TASK:
From the first line of the data below through the line holding "use rustc_hash::FxHashSet;", write out each line exactly as it stands.

-------- PROVIDED DATA

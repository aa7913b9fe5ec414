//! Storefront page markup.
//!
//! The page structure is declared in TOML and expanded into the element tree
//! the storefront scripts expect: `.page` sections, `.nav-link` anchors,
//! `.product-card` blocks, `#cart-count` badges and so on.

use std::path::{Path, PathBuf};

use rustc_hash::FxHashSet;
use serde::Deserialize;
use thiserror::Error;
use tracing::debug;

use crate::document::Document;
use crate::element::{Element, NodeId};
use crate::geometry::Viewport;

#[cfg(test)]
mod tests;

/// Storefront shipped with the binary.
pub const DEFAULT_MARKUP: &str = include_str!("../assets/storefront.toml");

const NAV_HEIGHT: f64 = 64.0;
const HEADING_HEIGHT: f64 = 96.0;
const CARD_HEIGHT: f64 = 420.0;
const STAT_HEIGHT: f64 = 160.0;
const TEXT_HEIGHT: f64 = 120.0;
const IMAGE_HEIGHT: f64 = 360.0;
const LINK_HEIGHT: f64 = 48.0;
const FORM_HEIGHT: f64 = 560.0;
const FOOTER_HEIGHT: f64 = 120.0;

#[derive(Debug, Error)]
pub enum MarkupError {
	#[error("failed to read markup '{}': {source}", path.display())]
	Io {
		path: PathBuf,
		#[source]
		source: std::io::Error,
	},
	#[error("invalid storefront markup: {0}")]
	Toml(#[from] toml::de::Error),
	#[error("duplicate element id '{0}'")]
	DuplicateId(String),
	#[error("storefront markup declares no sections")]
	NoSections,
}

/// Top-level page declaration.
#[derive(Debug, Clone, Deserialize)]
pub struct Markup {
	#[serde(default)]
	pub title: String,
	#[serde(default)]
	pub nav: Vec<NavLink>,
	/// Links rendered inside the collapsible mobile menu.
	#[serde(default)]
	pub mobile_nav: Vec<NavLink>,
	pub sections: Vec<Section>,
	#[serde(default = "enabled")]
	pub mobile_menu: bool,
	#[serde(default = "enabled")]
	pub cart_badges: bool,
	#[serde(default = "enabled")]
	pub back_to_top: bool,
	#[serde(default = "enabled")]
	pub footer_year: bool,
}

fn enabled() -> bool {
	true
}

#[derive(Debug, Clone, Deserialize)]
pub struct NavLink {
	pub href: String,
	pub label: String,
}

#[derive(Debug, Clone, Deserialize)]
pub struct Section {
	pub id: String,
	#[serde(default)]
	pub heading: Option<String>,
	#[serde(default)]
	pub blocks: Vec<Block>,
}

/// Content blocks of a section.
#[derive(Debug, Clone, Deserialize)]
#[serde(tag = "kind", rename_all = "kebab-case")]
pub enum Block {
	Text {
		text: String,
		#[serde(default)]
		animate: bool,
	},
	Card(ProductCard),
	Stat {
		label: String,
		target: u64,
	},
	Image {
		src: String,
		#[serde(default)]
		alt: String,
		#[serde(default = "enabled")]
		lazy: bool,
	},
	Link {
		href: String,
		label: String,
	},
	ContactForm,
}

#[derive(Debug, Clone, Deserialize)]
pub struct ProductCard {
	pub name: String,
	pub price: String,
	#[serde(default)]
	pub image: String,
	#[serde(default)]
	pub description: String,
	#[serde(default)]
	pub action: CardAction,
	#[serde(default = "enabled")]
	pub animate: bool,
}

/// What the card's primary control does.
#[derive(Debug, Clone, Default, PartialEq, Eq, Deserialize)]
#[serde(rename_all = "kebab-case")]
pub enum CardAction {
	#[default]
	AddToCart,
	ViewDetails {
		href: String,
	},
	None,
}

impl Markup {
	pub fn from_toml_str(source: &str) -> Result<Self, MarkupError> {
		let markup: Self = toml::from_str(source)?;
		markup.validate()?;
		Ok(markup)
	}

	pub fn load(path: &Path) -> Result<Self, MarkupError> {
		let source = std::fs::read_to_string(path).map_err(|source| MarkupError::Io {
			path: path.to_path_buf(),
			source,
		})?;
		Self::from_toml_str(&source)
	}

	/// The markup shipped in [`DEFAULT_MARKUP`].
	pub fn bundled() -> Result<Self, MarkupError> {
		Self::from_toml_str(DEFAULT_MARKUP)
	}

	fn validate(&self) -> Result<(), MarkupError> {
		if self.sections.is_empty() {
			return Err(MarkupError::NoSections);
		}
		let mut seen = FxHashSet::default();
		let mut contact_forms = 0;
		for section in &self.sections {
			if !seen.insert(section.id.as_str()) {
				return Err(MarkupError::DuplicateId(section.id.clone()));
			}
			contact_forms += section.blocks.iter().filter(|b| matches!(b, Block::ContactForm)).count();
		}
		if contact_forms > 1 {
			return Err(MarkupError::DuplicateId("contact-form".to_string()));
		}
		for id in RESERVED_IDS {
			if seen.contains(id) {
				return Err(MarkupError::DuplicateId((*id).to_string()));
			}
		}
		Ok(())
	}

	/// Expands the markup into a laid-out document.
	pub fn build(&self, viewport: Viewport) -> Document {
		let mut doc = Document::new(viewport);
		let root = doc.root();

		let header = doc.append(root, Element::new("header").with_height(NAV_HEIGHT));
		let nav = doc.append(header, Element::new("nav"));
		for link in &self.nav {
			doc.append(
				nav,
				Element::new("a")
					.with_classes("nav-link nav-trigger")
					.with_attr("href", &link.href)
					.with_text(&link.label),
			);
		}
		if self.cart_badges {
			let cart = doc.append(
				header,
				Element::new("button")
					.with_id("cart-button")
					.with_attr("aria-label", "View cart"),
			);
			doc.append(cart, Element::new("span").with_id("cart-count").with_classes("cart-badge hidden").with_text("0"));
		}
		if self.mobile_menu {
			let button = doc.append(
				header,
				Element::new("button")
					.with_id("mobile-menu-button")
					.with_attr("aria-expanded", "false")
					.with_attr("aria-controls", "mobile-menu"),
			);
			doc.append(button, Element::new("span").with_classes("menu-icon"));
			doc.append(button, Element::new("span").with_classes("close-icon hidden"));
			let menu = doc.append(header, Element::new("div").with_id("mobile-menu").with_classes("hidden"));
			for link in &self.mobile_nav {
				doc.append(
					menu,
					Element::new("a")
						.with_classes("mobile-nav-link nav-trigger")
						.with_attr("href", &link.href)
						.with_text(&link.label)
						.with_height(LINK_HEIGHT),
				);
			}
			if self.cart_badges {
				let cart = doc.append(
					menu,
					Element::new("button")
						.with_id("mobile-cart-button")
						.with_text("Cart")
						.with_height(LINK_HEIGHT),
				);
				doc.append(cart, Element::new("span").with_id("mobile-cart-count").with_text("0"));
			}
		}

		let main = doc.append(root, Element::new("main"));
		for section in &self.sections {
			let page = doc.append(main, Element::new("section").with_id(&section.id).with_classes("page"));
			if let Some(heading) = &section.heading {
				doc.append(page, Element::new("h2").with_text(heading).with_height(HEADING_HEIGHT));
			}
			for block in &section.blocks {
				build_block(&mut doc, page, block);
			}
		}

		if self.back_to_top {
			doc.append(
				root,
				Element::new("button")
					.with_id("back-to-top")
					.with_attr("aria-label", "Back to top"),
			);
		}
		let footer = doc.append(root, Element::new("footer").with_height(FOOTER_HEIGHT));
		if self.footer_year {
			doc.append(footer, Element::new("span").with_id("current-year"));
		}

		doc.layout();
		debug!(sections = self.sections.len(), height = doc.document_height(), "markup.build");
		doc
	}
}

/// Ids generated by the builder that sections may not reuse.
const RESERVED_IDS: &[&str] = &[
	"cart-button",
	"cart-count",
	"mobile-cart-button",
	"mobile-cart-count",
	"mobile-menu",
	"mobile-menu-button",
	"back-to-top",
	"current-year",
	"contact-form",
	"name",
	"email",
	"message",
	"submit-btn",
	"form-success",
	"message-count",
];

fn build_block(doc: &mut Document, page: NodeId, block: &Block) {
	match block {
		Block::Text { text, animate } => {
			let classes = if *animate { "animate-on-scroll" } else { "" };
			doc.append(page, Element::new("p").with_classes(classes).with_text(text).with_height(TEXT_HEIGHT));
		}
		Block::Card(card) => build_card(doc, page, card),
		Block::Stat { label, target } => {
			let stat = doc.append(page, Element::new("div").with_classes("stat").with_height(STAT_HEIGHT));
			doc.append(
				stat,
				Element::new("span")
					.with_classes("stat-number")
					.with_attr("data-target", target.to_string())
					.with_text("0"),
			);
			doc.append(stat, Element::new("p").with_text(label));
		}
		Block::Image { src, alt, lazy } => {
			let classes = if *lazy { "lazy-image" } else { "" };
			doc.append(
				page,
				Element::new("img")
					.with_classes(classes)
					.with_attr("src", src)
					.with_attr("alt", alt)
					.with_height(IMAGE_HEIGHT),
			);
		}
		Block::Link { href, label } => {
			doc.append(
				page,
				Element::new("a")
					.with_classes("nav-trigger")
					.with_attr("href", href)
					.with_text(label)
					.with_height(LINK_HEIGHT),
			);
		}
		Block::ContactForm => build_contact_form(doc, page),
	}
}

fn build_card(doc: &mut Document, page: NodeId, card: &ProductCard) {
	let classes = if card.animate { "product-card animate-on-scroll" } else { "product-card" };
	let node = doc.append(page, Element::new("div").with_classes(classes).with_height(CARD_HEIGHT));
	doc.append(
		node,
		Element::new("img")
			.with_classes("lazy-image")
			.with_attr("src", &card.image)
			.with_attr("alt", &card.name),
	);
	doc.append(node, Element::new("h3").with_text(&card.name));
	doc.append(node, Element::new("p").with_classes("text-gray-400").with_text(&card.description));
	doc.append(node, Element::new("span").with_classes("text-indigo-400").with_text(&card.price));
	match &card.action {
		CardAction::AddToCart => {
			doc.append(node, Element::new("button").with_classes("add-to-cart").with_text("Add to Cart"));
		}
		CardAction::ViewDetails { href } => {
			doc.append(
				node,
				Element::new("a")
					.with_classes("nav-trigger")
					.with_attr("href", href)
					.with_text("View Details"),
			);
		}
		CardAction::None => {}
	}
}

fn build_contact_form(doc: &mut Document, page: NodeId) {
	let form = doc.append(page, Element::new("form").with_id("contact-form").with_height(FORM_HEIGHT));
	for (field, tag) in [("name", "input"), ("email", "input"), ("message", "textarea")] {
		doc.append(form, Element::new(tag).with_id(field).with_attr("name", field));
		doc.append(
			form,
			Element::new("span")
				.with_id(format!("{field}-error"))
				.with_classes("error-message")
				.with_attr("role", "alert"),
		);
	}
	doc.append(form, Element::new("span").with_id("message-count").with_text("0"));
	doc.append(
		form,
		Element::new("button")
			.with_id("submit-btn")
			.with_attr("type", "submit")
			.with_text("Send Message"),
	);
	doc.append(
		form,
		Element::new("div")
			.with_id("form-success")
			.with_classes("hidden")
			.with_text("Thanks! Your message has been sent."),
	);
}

----------------

WORKED SOLUTION:
repository aa7913b9fe5ec414
//! Storefront page markup.
//!
//! The page structure is declared in TOML and expanded into the element tree
//! the storefront scripts expect: `.page` sections, `.nav-link` anchors,
//! `.product-card` blocks, `#cart-count` badges and so on.

use std::path::{Path, PathBuf};

use rustc_hash::FxHashSet;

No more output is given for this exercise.